Our training is made of an extremely wide range of exercises and a large part is done solo.
Solo work consists of warm-up exercises, qigong, drills, footwork (bu fa) exercises, standing exercises, body-centered meditation and also two bare hand forms (yi lu and er lu, first and second form).
The form is the core of our training. This sequence of movements can be considered as a compendium of techniques which are to be learned gradually. It is also the student's base material to learn good habits in terms of movement, as well as an ideal testing ground for our body method.
Indeed Chen-family gongfu has strict but meaningful physical requirements and principles which give depth to simple actions like standing or walking.

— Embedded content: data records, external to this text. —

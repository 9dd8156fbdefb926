//! Playback engine: speech, highlight, and pagination for one reading session
//!
//! The engine owns the only cursor. Everything that moves it goes through a
//! method here, and every method that replaces the in-flight request cancels
//! the old one first. Completions carry the request id; anything that is not
//! the current request is ignored.
//!
//! Reset rules:
//! - `pause` keeps cursor and highlight
//! - `stop` keeps cursor, clears highlight
//! - `seek` moves cursor and starts speaking
//! - `navigate` and re-layout reset cursor to 0 and do not resume
//! - an automatic page turn resets cursor to 0 and resumes after the settling delay

use crate::config::ReaderConfig;
use crate::error::{ReaderError, ReaderResult};
use crate::layout::{LayoutPlanner, ResizeDebouncer};
use crate::models::{
    LineHandle, LineView, NavDirection, NavState, PageView, PlaybackCursor, PlaybackRate,
    PlaybackState, ReaderView, ViewportState, VisibleLine,
};
use crate::store::PageStore;

use super::speech::{SpeechRequest, SpeechSynth};
use super::surface::ReadingSurface;

pub struct PlaybackEngine<S: SpeechSynth, V: ReadingSurface> {
    store: PageStore,
    planner: LayoutPlanner,
    config: ReaderConfig,
    speech: S,
    surface: V,

    viewport_width: u32,
    current_page: usize,
    viewport: ViewportState,
    visible: Vec<VisibleLine>,

    cursor: usize,
    state: PlaybackState,
    rate: PlaybackRate,
    highlighted: Option<LineHandle>,

    in_flight: Option<u32>,
    next_request_id: u32,
    resume_at_ms: Option<u64>,
    resize: ResizeDebouncer,
}

impl<S: SpeechSynth, V: ReadingSurface> PlaybackEngine<S, V> {
    /// Open a session on page 1 and render the first window
    pub fn new(
        store: PageStore,
        config: ReaderConfig,
        speech: S,
        surface: V,
        viewport_width: u32,
    ) -> ReaderResult<Self> {
        let planner = LayoutPlanner::new(config.two_page_min_width_px);
        let viewport = planner.plan(viewport_width, 1, store.count());

        let mut engine = Self {
            store,
            planner,
            config,
            speech,
            surface,
            viewport_width,
            current_page: 1,
            viewport,
            visible: Vec::new(),
            cursor: 0,
            state: PlaybackState::Idle,
            rate: config.default_rate,
            highlighted: None,
            in_flight: None,
            next_request_id: 1,
            resume_at_ms: None,
            resize: ResizeDebouncer::new(config.resize_quiet_ms),
        };
        engine.load_window()?;
        Ok(engine)
    }

    // ------------------------------------------------------------------
    // Intents
    // ------------------------------------------------------------------

    /// Start speaking at the cursor. No-op when already playing or when the
    /// window is exhausted.
    pub fn play(&mut self) {
        if self.state.is_playing() {
            return;
        }
        if self.cursor().is_exhausted(self.visible.len()) {
            log::debug!(
                "play ignored: cursor {} exhausted ({} lines)",
                self.cursor,
                self.visible.len()
            );
            return;
        }
        self.resume_at_ms = None;
        self.speak_current();
    }

    /// Cancel speech and hold position. The interrupted line restarts from
    /// its beginning on the next play.
    pub fn pause(&mut self) {
        if !self.state.is_playing() {
            return;
        }
        self.cancel_speech();
        self.resume_at_ms = None;
        self.set_state(PlaybackState::Paused);
    }

    pub fn toggle_play_pause(&mut self) {
        if self.state.is_playing() {
            self.pause();
        } else {
            self.play();
        }
    }

    /// Cancel speech and clear the highlight. The cursor is kept.
    pub fn stop(&mut self) {
        self.cancel_speech();
        self.resume_at_ms = None;
        self.clear_highlight();
        self.set_state(PlaybackState::Idle);
    }

    /// Jump to a visible line and start speaking it.
    ///
    /// Targets past the last visible line are rejected before anything
    /// changes.
    pub fn seek(&mut self, flat_line_index: usize) -> ReaderResult<()> {
        if flat_line_index >= self.visible.len() {
            return Err(ReaderError::OutOfRange {
                what: "line",
                index: flat_line_index,
                len: self.visible.len(),
            });
        }
        self.stop();
        self.cursor = flat_line_index;
        self.speak_current();
        Ok(())
    }

    /// Manual page navigation. Always stops speech; returns whether the
    /// window moved. Never resumes playback.
    pub fn navigate(&mut self, direction: NavDirection) -> ReaderResult<bool> {
        self.stop();

        // step and redraw at the width the user is looking at
        let resized = match self.resize.take() {
            Some(width) => {
                self.viewport_width = width;
                self.viewport = self
                    .planner
                    .plan(width, self.current_page, self.store.count());
                true
            }
            None => false,
        };

        let moved = self.shift_window(direction)?;
        if !moved {
            log::debug!("navigate {:?} refused at page {}", direction, self.current_page);
            if resized {
                self.load_window()?;
            }
        }
        Ok(moved)
    }

    /// Record a viewport resize. The re-layout happens in `tick` once the
    /// resize burst has gone quiet.
    pub fn viewport_resized(&mut self, width: u32, now_ms: u64) {
        self.resize.push(width, now_ms);
    }

    /// Applies to the next request; the one in flight keeps its rate
    pub fn set_rate(&mut self, rate: f64) -> ReaderResult<()> {
        self.rate = PlaybackRate::new(rate)?;
        log::debug!("playback rate set to {}", rate);
        Ok(())
    }

    // ------------------------------------------------------------------
    // Collaborator signals and timers
    // ------------------------------------------------------------------

    /// Completion signal from the speech collaborator
    pub fn speech_finished(&mut self, request_id: u32, now_ms: u64) -> ReaderResult<()> {
        if self.in_flight != Some(request_id) {
            log::debug!(
                "ignoring stale completion {} (in flight: {:?})",
                request_id,
                self.in_flight
            );
            return Ok(());
        }
        self.in_flight = None;
        if self.state != PlaybackState::Speaking {
            return Ok(());
        }

        self.cursor = (self.cursor + 1).min(self.visible.len());
        if self.cursor < self.visible.len() {
            self.speak_current();
            Ok(())
        } else {
            self.enter_page_transition(now_ms)
        }
    }

    /// Failure signal from the speech collaborator: go quiet, no retry
    pub fn speech_failed(&mut self, request_id: u32, reason: &str) {
        if self.in_flight != Some(request_id) {
            return;
        }
        self.in_flight = None;
        log::warn!(
            "{}",
            ReaderError::SpeechUnavailable(format!("request {}: {}", request_id, reason))
        );
        self.clear_highlight();
        self.set_state(PlaybackState::Idle);
    }

    /// Fire due timers: debounced re-layout, then the settling-delay resume
    pub fn tick(&mut self, now_ms: u64) -> ReaderResult<()> {
        if let Some(width) = self.resize.poll(now_ms) {
            self.apply_viewport(width)?;
        }

        match self.resume_at_ms {
            Some(due) if now_ms >= due && self.state == PlaybackState::PageTransition => {
                self.resume_at_ms = None;
                if self.cursor().is_exhausted(self.visible.len()) {
                    // blank window: keep turning
                    self.enter_page_transition(now_ms)
                } else {
                    self.speak_current();
                    Ok(())
                }
            }
            _ => Ok(()),
        }
    }

    /// Earliest time `tick` has work to do
    pub fn next_deadline_ms(&self) -> Option<u64> {
        match (self.resume_at_ms, self.resize.deadline_ms()) {
            (Some(a), Some(b)) => Some(a.min(b)),
            (a, b) => a.or(b),
        }
    }

    // ------------------------------------------------------------------
    // Queries
    // ------------------------------------------------------------------

    pub fn state(&self) -> PlaybackState {
        self.state
    }

    pub fn cursor(&self) -> PlaybackCursor {
        PlaybackCursor {
            flat_line_index: self.cursor,
            is_playing: self.state.is_playing(),
        }
    }

    pub fn visible_lines(&self) -> &[VisibleLine] {
        &self.visible
    }

    pub fn viewport(&self) -> ViewportState {
        self.viewport
    }

    pub fn nav_state(&self) -> NavState {
        LayoutPlanner::nav_state(&self.viewport, self.store.count())
    }

    pub fn current_page(&self) -> usize {
        self.current_page
    }

    pub fn total_pages(&self) -> usize {
        self.store.count()
    }

    pub fn rate(&self) -> PlaybackRate {
        self.rate
    }

    pub fn highlighted(&self) -> Option<LineHandle> {
        self.highlighted
    }

    pub fn in_flight_request(&self) -> Option<u32> {
        self.in_flight
    }

    pub fn speech(&self) -> &S {
        &self.speech
    }

    pub fn surface(&self) -> &V {
        &self.surface
    }

    /// Everything the surface needs to draw the current window
    pub fn view(&self) -> ReaderView {
        let total = self.store.count();
        let nav = self.nav_state();
        let pages = self
            .viewport
            .visible_pages(total)
            .map(|page_index| PageView {
                index: page_index,
                label: format!("Page {} of {}", page_index, total),
                lines: self
                    .visible
                    .iter()
                    .filter(|line| line.handle.page_index == page_index)
                    .map(|line| LineView {
                        flat_index: line.handle.flat_index,
                        line_in_page: line.handle.line_in_page,
                        text: line.text.clone(),
                        highlighted: self.highlighted == Some(line.handle),
                    })
                    .collect(),
            })
            .collect();

        ReaderView {
            total_pages: total,
            pages_visible: self.viewport.pages_visible,
            first_visible_page_index: self.viewport.first_visible_page_index,
            layout_class: self.viewport.layout_class().to_string(),
            pages,
            rewind_disabled: nav.rewind_disabled,
            forward_disabled: nav.forward_disabled,
            state: self.state,
            is_playing: self.state.is_playing(),
            flat_line_index: self.cursor,
            rate: self.rate,
        }
    }

    // ------------------------------------------------------------------
    // Internals
    // ------------------------------------------------------------------

    fn speak_current(&mut self) {
        let Some((handle, text)) = self
            .visible
            .get(self.cursor)
            .map(|line| (line.handle, line.text.clone()))
        else {
            return;
        };
        let request = SpeechRequest {
            id: self.allocate_request_id(),
            text,
            rate: self.rate.value(),
        };

        self.clear_highlight();
        self.surface.highlight_line(handle);
        self.highlighted = Some(handle);
        self.surface.scroll_to_line(handle);

        match self.speech.speak(&request) {
            Ok(()) => {
                self.in_flight = Some(request.id);
                self.set_state(PlaybackState::Speaking);
            }
            Err(e) => {
                log::warn!("speech request {} failed: {}", request.id, e);
                self.in_flight = None;
                self.clear_highlight();
                self.set_state(PlaybackState::Idle);
            }
        }
    }

    /// Window exhausted while speaking: turn the page and schedule a resume,
    /// or halt at the end of the document.
    fn enter_page_transition(&mut self, now_ms: u64) -> ReaderResult<()> {
        self.set_state(PlaybackState::PageTransition);
        self.clear_highlight();

        if self.shift_window(NavDirection::Next)? {
            self.resume_at_ms = Some(now_ms.saturating_add(self.config.settle_delay_ms));
            log::debug!(
                "page turn to {}, resuming at {:?}",
                self.current_page,
                self.resume_at_ms
            );
        } else {
            log::info!("reached end of document");
            self.resume_at_ms = None;
            self.set_state(PlaybackState::Idle);
        }
        Ok(())
    }

    /// Step the window by its current size. Caller has already cancelled speech.
    fn shift_window(&mut self, direction: NavDirection) -> ReaderResult<bool> {
        let step = self.viewport.pages_visible;
        match self
            .planner
            .step(direction, self.current_page, step, self.store.count())
        {
            Some(page) => {
                self.current_page = page;
                self.load_window()?;
                Ok(true)
            }
            None => Ok(false),
        }
    }

    fn apply_viewport(&mut self, width: u32) -> ReaderResult<()> {
        log::debug!("re-layout for viewport width {}", width);
        self.cancel_speech();
        self.resume_at_ms = None;
        self.clear_highlight();
        self.set_state(PlaybackState::Idle);
        self.viewport_width = width;
        self.load_window()
    }

    /// Re-plan for the current page, reload lines, reset the cursor
    fn load_window(&mut self) -> ReaderResult<()> {
        let total = self.store.count();
        self.viewport = self.planner.plan(self.viewport_width, self.current_page, total);
        self.visible = self
            .store
            .lines_in_window(self.viewport.visible_pages(total))?;
        self.cursor = 0;
        self.highlighted = None;
        let view = self.view();
        self.surface.render_window(&view);
        Ok(())
    }

    fn cancel_speech(&mut self) {
        if let Some(id) = self.in_flight.take() {
            log::debug!("cancelling speech request {}", id);
            self.speech.cancel();
        }
    }

    fn clear_highlight(&mut self) {
        self.surface.clear_highlight();
        self.highlighted = None;
    }

    fn set_state(&mut self, state: PlaybackState) {
        if self.state.is_playing() != state.is_playing() {
            self.surface.playback_changed(state.is_playing());
        }
        self.state = state;
    }

    fn allocate_request_id(&mut self) -> u32 {
        let id = self.next_request_id;
        self.next_request_id = self.next_request_id.wrapping_add(1).max(1);
        id
    }
}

The other part of training consists of partner exercises, mainly tuishou ("push hands" and its many routines) and martial applications. Needless to say, partner training is put aside at the moment.

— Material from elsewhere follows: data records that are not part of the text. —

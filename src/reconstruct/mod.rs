//! Line reconstruction from positioned PDF text fragments
//!
//! PDF text arrives as runs of glyphs with an origin and a width, in whatever
//! order the content stream drew them. There are no word or line boundaries.
//! This module recovers lines purely from geometry:
//!
//! 1. Order fragments top to bottom, left to right. Two fragments whose
//!    baselines are within `line_tolerance` count as the same line.
//! 2. Split the ordered run into lines wherever a fragment's baseline moves
//!    `line_tolerance` or more from the fragment before it. This is sequential:
//!    a line can drift by up to the tolerance per adjacent pair.
//! 3. Join each line's fragments, inserting a space only where the horizontal
//!    gap exceeds `word_gap`. Smaller or negative gaps are a word split across
//!    glyph runs ("Ye" + "s").

use std::cmp::Ordering;

use crate::config::ReconstructOptions;
use crate::models::{PositionedFragment, ReconstructedLine};

/// Reconstruct one page's lines with the default thresholds
pub fn reconstruct(fragments: &[PositionedFragment]) -> Vec<ReconstructedLine> {
    reconstruct_with(fragments, &ReconstructOptions::default())
}

/// Reconstruct one page's lines with explicit thresholds
pub fn reconstruct_with(
    fragments: &[PositionedFragment],
    opts: &ReconstructOptions,
) -> Vec<ReconstructedLine> {
    if fragments.is_empty() {
        return Vec::new();
    }

    let ordered = sort_reading_order(fragments, opts.line_tolerance);
    let lines: Vec<ReconstructedLine> = group_lines(&ordered, opts.line_tolerance)
        .iter()
        .map(|group| join_line(group, opts.word_gap))
        .filter(|text| !text.is_empty())
        .map(ReconstructedLine::from)
        .collect();

    log::debug!(
        "reconstructed {} lines from {} fragments",
        lines.len(),
        fragments.len()
    );
    lines
}

/// Reading-order comparison with a same-line tolerance on y.
///
/// Not a total order: a ~ b and b ~ c does not imply a ~ c.
fn reading_order(a: &PositionedFragment, b: &PositionedFragment, tolerance: f64) -> Ordering {
    if (a.y - b.y).abs() < tolerance {
        a.x.partial_cmp(&b.x).unwrap_or(Ordering::Equal)
    } else {
        b.y.partial_cmp(&a.y).unwrap_or(Ordering::Equal)
    }
}

/// Stable merge sort under `reading_order`.
///
/// The std sorts are allowed to panic when the comparator is inconsistent,
/// which the tolerance makes possible. A plain merge only ever asks "is the
/// right head strictly before the left head", so it terminates in
/// O(n log n) for any comparator. Same input, same order, always.
fn sort_reading_order(
    fragments: &[PositionedFragment],
    tolerance: f64,
) -> Vec<&PositionedFragment> {
    let mut sorted: Vec<&PositionedFragment> = fragments.iter().collect();
    let mut scratch: Vec<&PositionedFragment> = Vec::with_capacity(sorted.len());

    let mut width = 1;
    while width < sorted.len() {
        scratch.clear();
        for run in sorted.chunks(width * 2) {
            let (left, right) = run.split_at(width.min(run.len()));
            merge_runs(left, right, tolerance, &mut scratch);
        }
        std::mem::swap(&mut sorted, &mut scratch);
        width *= 2;
    }
    sorted
}

fn merge_runs<'a>(
    left: &[&'a PositionedFragment],
    right: &[&'a PositionedFragment],
    tolerance: f64,
    out: &mut Vec<&'a PositionedFragment>,
) {
    let (mut i, mut j) = (0, 0);
    while i < left.len() && j < right.len() {
        if reading_order(left[i], right[j], tolerance) == Ordering::Greater {
            out.push(right[j]);
            j += 1;
        } else {
            out.push(left[i]);
            i += 1;
        }
    }
    out.extend_from_slice(&left[i..]);
    out.extend_from_slice(&right[j..]);
}

/// Split the ordered fragments into lines on baseline jumps
fn group_lines<'a>(
    ordered: &[&'a PositionedFragment],
    tolerance: f64,
) -> Vec<Vec<&'a PositionedFragment>> {
    let mut lines: Vec<Vec<&PositionedFragment>> = Vec::new();
    let mut current: Vec<&PositionedFragment> = Vec::new();

    for &fragment in ordered {
        if let Some(prev) = current.last() {
            if (fragment.y - prev.y).abs() >= tolerance {
                lines.push(std::mem::take(&mut current));
            }
        }
        current.push(fragment);
    }
    if !current.is_empty() {
        lines.push(current);
    }
    lines
}

/// Concatenate one line's fragments and normalize its whitespace
fn join_line(group: &[&PositionedFragment], word_gap: f64) -> String {
    let mut text = String::new();
    for (i, fragment) in group.iter().enumerate() {
        text.push_str(&fragment.text);
        if let Some(next) = group.get(i + 1) {
            if fragment.gap_to(next) > word_gap {
                text.push(' ');
            }
        }
    }
    collapse_whitespace(&text)
}

fn collapse_whitespace(text: &str) -> String {
    text.split_whitespace().collect::<Vec<_>>().join(" ")
}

Contrary to popular belief, taiji training is not all about relaxation: it can be as challenging and demanding as you want it to be. As such it can be adapted according to the physical condition, the needs and the goals of the student.
Basic training focuses on postural alignment and coordination. It helps building the necessary structure and can boost proprioception, stability and concentration.
At the same time we work on creating connections throughout the body, slowly integrating all parts into a whole, and building a core strength that allows a shenfa (body mechanics) to take place.
We want to subtly shape and train the body in order to
1) stay rooted and connected at all times,
2) generate power,
3) handle incoming power (from an opponent for instance).
Learning gongfu is learning a body method, not a battery of techniques – but from the method itself are derived countless techniques.
The reasons for following such a training are legion.
Since it's a very physical and practical training, you may choose to practice taiji in order to exercise and unify your body in a sustainable way, get new insights on movements, work on healthy strength, structure and/or self defense, or just take care of your bones, muscles, fasciae and other soft tissues.
You can also practice taiji in order to train and discipline your mind, learn about ancient yet topical Chinese concepts and go on a quest to learn how to be tranquil and grounded while staying "in charge". There is enough depth in taiji for a lifetime, it can be a fascinating and rewarding personal development companion.
Some want the whole package and that is fine since it is the primary goal of taiji to train and fine tune both body and mind so that they work in balance and agreement. Our training contains a lot of mental training, with a focus on attention, intention/imagination, breathing work, proprio- and interoception. It all combines and uses the resources of mind and body until one notices they are actually one.